ACTION ITEM |
What is needed is an exact transcription of the line with "use super::*;" and all the lines that follow it in the entries below; add nothing else.
*** DATA LISTING
//! Output transformation for supervised runs.
//!
//! Lines captured from the remote process arrive as a single interleaved,
//! arrival-ordered stream. The transform is a stateless 1:1 mapping into
//! either the verbatim text (`Raw`) or one self-describing JSON record per
//! line (`Json`). Lines are never reordered, batched or dropped, and every
//! rendered line is flushed as soon as it is available so output can be
//! tailed live.

use std::io::{self, Write};
use std::str::FromStr;

use serde::Serialize;

use crate::error::Error;

/// Which remote stream a line arrived on.
#[derive(Debug, Clone, Copy, PartialEq, Eq, Serialize)]
#[serde(rename_all = "lowercase")]
pub enum StreamKind {
    Stdout,
    Stderr,
}

/// One line captured from the remote process.
///
/// `sequence` is assigned on arrival and increases monotonically across both
/// streams: it reflects interleaved arrival order, not per-stream order.
#[derive(Debug, Clone, PartialEq, Eq, Serialize)]
pub struct OutputLine {
    pub stream: StreamKind,
    pub sequence: u64,
    pub text: String,
}

/// Output rendering selected for one supervised run.
#[derive(Debug, Clone, Copy, PartialEq, Eq, Default)]
pub enum OutputFormat {
    /// Pass the captured text through verbatim.
    #[default]
    Raw,
    /// One JSON object per line: `{"stream":…,"sequence":…,"text":…}`.
    Json,
}

impl FromStr for OutputFormat {
    type Err = Error;

    fn from_str(s: &str) -> Result<Self, Error> {
        match s {
            "" => Ok(OutputFormat::Raw),
            "json" => Ok(OutputFormat::Json),
            other => Err(Error::Validation(format!(
                "unsupported log format {other:?} (expected \"\" or \"json\")"
            ))),
        }
    }
}

/// Render one line for the selected format.
pub fn render(line: &OutputLine, format: OutputFormat) -> String {
    match format {
        OutputFormat::Raw => line.text.clone(),
        OutputFormat::Json => {
            serde_json::to_string(line).expect("OutputLine always serializes")
        }
    }
}

/// Destination for rendered lines.
///
/// The supervisor writes every line through this the moment it arrives.
/// Implementations must flush per line.
pub trait LineSink: Send {
    fn write_line(&mut self, line: &OutputLine, rendered: &str) -> io::Result<()>;
}

/// The production sink: raw stdout lines go to stdout, raw stderr lines to
/// stderr, JSON records always to stdout.
#[derive(Debug, Clone, Copy)]
pub struct StandardStreams {
    format: OutputFormat,
}

impl StandardStreams {
    pub fn new(format: OutputFormat) -> Self {
        Self { format }
    }
}

impl LineSink for StandardStreams {
    fn write_line(&mut self, line: &OutputLine, rendered: &str) -> io::Result<()> {
        match (self.format, line.stream) {
            (OutputFormat::Raw, StreamKind::Stderr) => {
                let mut err = io::stderr().lock();
                writeln!(err, "{rendered}")?;
                err.flush()
            }
            _ => {
                let mut out = io::stdout().lock();
                writeln!(out, "{rendered}")?;
                out.flush()
            }
        }
    }
}

#[cfg(test)]
mod tests {
    use super::*;

    fn line(stream: StreamKind, sequence: u64, text: &str) -> OutputLine {
        OutputLine {
            stream,
            sequence,
            text: text.to_string(),
        }
    }

    #[test]
    fn raw_render_is_the_verbatim_text() {
        let rendered = render(&line(StreamKind::Stdout, 3, "hello  world"), OutputFormat::Raw);
        assert_eq!(rendered, "hello  world");
    }

    #[test]
    fn json_render_is_one_self_describing_record() {
        let rendered = render(&line(StreamKind::Stderr, 7, "boom"), OutputFormat::Json);
        assert_eq!(rendered, r#"{"stream":"stderr","sequence":7,"text":"boom"}"#);
    }

    #[test]
    fn format_parses_the_two_supported_selectors() {
        assert_eq!("".parse::<OutputFormat>().unwrap(), OutputFormat::Raw);
        assert_eq!("json".parse::<OutputFormat>().unwrap(), OutputFormat::Json);
        assert!(matches!(
            "xml".parse::<OutputFormat>(),
            Err(Error::Validation(_))
        ));
    }
}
******
ANSWER FOR THE TASK |
    use super::*;

    fn line(stream: StreamKind, sequence: u64, text: &str) -> OutputLine {
        OutputLine {
            stream,
            sequence,
            text: text.to_string(),
        }
    }

    #[test]
    fn raw_render_is_the_verbatim_text() {
        let rendered = render(&line(StreamKind::Stdout, 3, "hello  world"), OutputFormat::Raw);
        assert_eq!(rendered, "hello  world");
    }

    #[test]
    fn json_render_is_one_self_describing_record() {
        let rendered = render(&line(StreamKind::Stderr, 7, "boom"), OutputFormat::Json);
        assert_eq!(rendered, r#"{"stream":"stderr","sequence":7,"text":"boom"}"#);
    }

    #[test]
    fn format_parses_the_two_supported_selectors() {
        assert_eq!("".parse::<OutputFormat>().unwrap(), OutputFormat::Raw);
        assert_eq!("json".parse::<OutputFormat>().unwrap(), OutputFormat::Json);
        assert!(matches!(
            "xml".parse::<OutputFormat>(),
            Err(Error::Validation(_))
        ));
    }
}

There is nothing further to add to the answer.